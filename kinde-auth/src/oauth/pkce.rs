//! PKCE (Proof Key for Code Exchange) support for OAuth 2.0.
//!
//! Implements the RFC 7636 `S256` method for binding the authorization request
//! to the token exchange.

use base64::{engine::general_purpose::URL_SAFE_NO_PAD, Engine};
use sha2::{Digest, Sha256};

use super::random::{random_token, VERIFIER_LENGTH};

/// The only challenge method this crate emits.
pub const CHALLENGE_METHOD: &str = "S256";

/// PKCE code verifier (random string).
#[derive(Debug, Clone)]
pub struct PkceVerifier(String);

impl PkceVerifier {
    /// Generate a new random PKCE verifier of 64 alphanumeric characters.
    pub fn generate() -> Self {
        Self(random_token(VERIFIER_LENGTH))
    }

    /// Create a PKCE verifier from an existing string.
    pub fn from_string(verifier: String) -> Self {
        Self(verifier)
    }

    /// Get the verifier string.
    pub fn as_str(&self) -> &str {
        &self.0
    }

    /// Generate the corresponding code challenge.
    pub fn challenge(&self) -> PkceChallenge {
        PkceChallenge::from_verifier(self)
    }
}

/// PKCE code challenge (SHA256 hash of verifier).
#[derive(Debug, Clone)]
pub struct PkceChallenge(String);

impl PkceChallenge {
    /// Create a code challenge from a verifier.
    ///
    /// `BASE64URL-NOPAD(SHA256(verifier))`
    pub fn from_verifier(verifier: &PkceVerifier) -> Self {
        Self(code_challenge(verifier.as_str()))
    }

    /// Get the challenge string.
    pub fn as_str(&self) -> &str {
        &self.0
    }
}

/// S256 code challenge for a raw verifier string.
pub fn code_challenge(verifier: &str) -> String {
    let hash = Sha256::digest(verifier.as_bytes());
    URL_SAFE_NO_PAD.encode(hash)
}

* PROBLEM REQUIREMENTS
An exact reproduction of all the entries above is the expected answer.

* RESULT
filename kinde-auth/src/oauth/pkce.rs
//! PKCE (Proof Key for Code Exchange) support for OAuth 2.0.
//!
//! Implements the RFC 7636 `S256` method for binding the authorization request
//! to the token exchange.

use base64::{engine::general_purpose::URL_SAFE_NO_PAD, Engine};
use sha2::{Digest, Sha256};

use super::random::{random_token, VERIFIER_LENGTH};

/// The only challenge method this crate emits.
pub const CHALLENGE_METHOD: &str = "S256";

/// PKCE code verifier (random string).
#[derive(Debug, Clone)]
pub struct PkceVerifier(String);

impl PkceVerifier {
    /// Generate a new random PKCE verifier of 64 alphanumeric characters.
    pub fn generate() -> Self {
        Self(random_token(VERIFIER_LENGTH))
    }

    /// Create a PKCE verifier from an existing string.
    pub fn from_string(verifier: String) -> Self {
        Self(verifier)
    }

    /// Get the verifier string.
    pub fn as_str(&self) -> &str {
        &self.0
    }

    /// Generate the corresponding code challenge.
    pub fn challenge(&self) -> PkceChallenge {
        PkceChallenge::from_verifier(self)
    }
}

/// PKCE code challenge (SHA256 hash of verifier).
#[derive(Debug, Clone)]
pub struct PkceChallenge(String);

impl PkceChallenge {
    /// Create a code challenge from a verifier.
    ///
    /// `BASE64URL-NOPAD(SHA256(verifier))`
    pub fn from_verifier(verifier: &PkceVerifier) -> Self {
        Self(code_challenge(verifier.as_str()))
    }

    /// Get the challenge string.
    pub fn as_str(&self) -> &str {
        &self.0
    }
}

/// S256 code challenge for a raw verifier string.
pub fn code_challenge(verifier: &str) -> String {
    let hash = Sha256::digest(verifier.as_bytes());
    URL_SAFE_NO_PAD.encode(hash)
}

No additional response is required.